2022年は、高級業態と超低価格チェーンが台頭。ネオ大衆酒場がさらに進化&細分化

進む二極化と高級焼き鳥業態の増加

 2022年を振り返って感じるのは、飲食業界で高単価業態と低価格業態の二極化がさらに進んだ、ということ。これまで客単価3,000~6,000円の居酒屋を経営していた飲食企業が、客単価8,000~10,000円超の新店を出し始めたことと、客単価2,000円台の新たな居酒屋チェーンの急速な台頭が要因の一つだと思います。

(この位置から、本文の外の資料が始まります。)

//! Retrieval-augmented answering.
//!
//! [`Responder::answer`] embeds a question with the same provider that
//! built the index, pulls the top-k chunks, and asks the completion
//! provider to answer from that context only. It always returns a string:
//! provider and search failures come back as `"Chat Error: ..."` text so a
//! chat turn can never take the session down.

use async_trait::async_trait;
use thiserror::Error;
use tracing::{debug, warn};

use crate::embedding::{embed_query, EmbeddingProvider};
use crate::index::{EmbeddingIndex, SearchHit};

/// Returned when there is no index to answer from.
pub const NOT_READY: &str =
    "The study assistant is not ready yet. Analyze a document in this unit first.";

/// Returned for an empty question.
pub const EMPTY_QUERY: &str = "Please enter a question.";

/// Number of chunks retrieved per question unless configured otherwise.
pub const DEFAULT_TOP_K: usize = 4;

/// Errors returned by a [`CompletionProvider`].
#[derive(Debug, Clone, PartialEq, Eq, Error)]
pub enum CompletionError {
    /// Provider unreachable, unauthenticated, disabled, or out of retries.
    #[error("completion provider unavailable: {0}")]
    Unavailable(String),
    /// The provider answered without any completion text.
    #[error("malformed completion response: {0}")]
    Malformed(String),
}

/// Trait for text-completion providers.
#[async_trait]
pub trait CompletionProvider: Send + Sync {
    /// Returns the model identifier (e.g. `"gpt-3.5-turbo"`).
    fn model_name(&self) -> &str;
    /// Complete a single natural-language prompt.
    async fn complete(&self, prompt: &str) -> Result<String, CompletionError>;
}

/// Prompt asking the model to answer `question` from `context` alone.
pub fn build_prompt(context: &str, question: &str) -> String {
    format!(
        "Use only the following context to answer the question. \
         If the answer is not in the context, say that you don't know.\n\n\
         Context:\n{}\n\nQuestion: {}\n\nAnswer:",
        context, question
    )
}

/// Join retrieved chunks into one context block.
pub fn join_context(hits: &[SearchHit<'_>]) -> String {
    hits.iter()
        .map(|h| h.chunk.text.as_str())
        .collect::<Vec<_>>()
        .join("\n\n")
}

/// Answers questions against a unit's index.
pub struct Responder<'a> {
    embedder: &'a dyn EmbeddingProvider,
    completer: &'a dyn CompletionProvider,
    top_k: usize,
}

impl<'a> Responder<'a> {
    pub fn new(
        embedder: &'a dyn EmbeddingProvider,
        completer: &'a dyn CompletionProvider,
    ) -> Self {
        Self {
            embedder,
            completer,
            top_k: DEFAULT_TOP_K,
        }
    }

    /// Override how many chunks are retrieved (at least one).
    pub fn with_top_k(mut self, top_k: usize) -> Self {
        self.top_k = top_k.max(1);
        self
    }

    /// Answer `query` from `index`.
    ///
    /// Returns [`NOT_READY`] without contacting any provider when `index` is
    /// absent or empty. Every failure after that point is rendered as a
    /// `"Chat Error: ..."` string.
    pub async fn answer(&self, query: &str, index: Option<&EmbeddingIndex>) -> String {
        let index = match index {
            Some(index) if !index.is_empty() => index,
            _ => return NOT_READY.to_string(),
        };
        if query.trim().is_empty() {
            return EMPTY_QUERY.to_string();
        }
        if index.model() != self.embedder.model_name() {
            warn!(
                index_model = index.model(),
                embedder_model = self.embedder.model_name(),
                "embedding model mismatch"
            );
            return format!(
                "Chat Error: this unit was indexed with '{}' but the current embedding model is '{}'. Re-analyze the document.",
                index.model(),
                self.embedder.model_name()
            );
        }

        let query_vec = match embed_query(self.embedder, query).await {
            Ok(v) => v,
            Err(e) => return format!("Chat Error: {}", e),
        };
        let hits = match index.search(&query_vec, self.top_k) {
            Ok(hits) => hits,
            Err(e) => return format!("Chat Error: {}", e),
        };
        debug!(
            retrieved = hits.len(),
            top_score = hits.first().map(|h| h.score).unwrap_or(0.0),
            "retrieved context"
        );

        let prompt = build_prompt(&join_context(&hits), query);
        match self.completer.complete(&prompt).await {
            Ok(answer) => answer,
            Err(e) => {
                warn!(error = %e, "completion failed");
                format!("Chat Error: {}", e)
            }
        }
    }
}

 前者の中で印象的だったのは、「代々木 鳥松」(東京・代々木、株式会社けむり)や「焼鳥さく田」(東京・新宿、株式会社國屋)、「焼鳥 るい家」(同、株式会社ロイヤルストレートフラッシュ)などの高級焼き鳥業態。いずれも焼き鳥をコースで提供するスタイルが好評です。後者の代表格は「コンビニより安い」といわれる「新時代」(愛知・名古屋など、株式会社ファッズ)。名物の揚げ皮串「伝串」が1本50円、「生ビール」は1杯190円の超低価格で、2021年から2年連続で30店舗以上を出店するなど勢いがあります。

「炭火串焼 けむり」などを運営する株式会社けむりが、2022年11月、東京・代々木にオープンした「代々木 鳥松」。白木のカウンターの高級感あふれる空間で、熊本県の地鶏「天草大王」を中心に厳選した銘柄鳥を使った焼き鳥をおまかせストップ制で提供する

 こうした二極化の背景には、コロナ禍による消費者心理の変化があると考えています。飲食店の休業や時短営業などにより、消費者は半ば強制的に外食から遠ざけられました。その結果、外食の頻度が減った分、今までより「ちょっといい体験」を求めるようになったといえます。飲食店もそのニーズに応えるため、客単価の取れる層をつかむために高単価業態を出店するケースが増えているのではないかと思います。その一方で、「新時代」のような低価格帯の居酒屋が歓迎されているのは、物価高や低賃金といった経済的な要因が大きいのではないでしょうか。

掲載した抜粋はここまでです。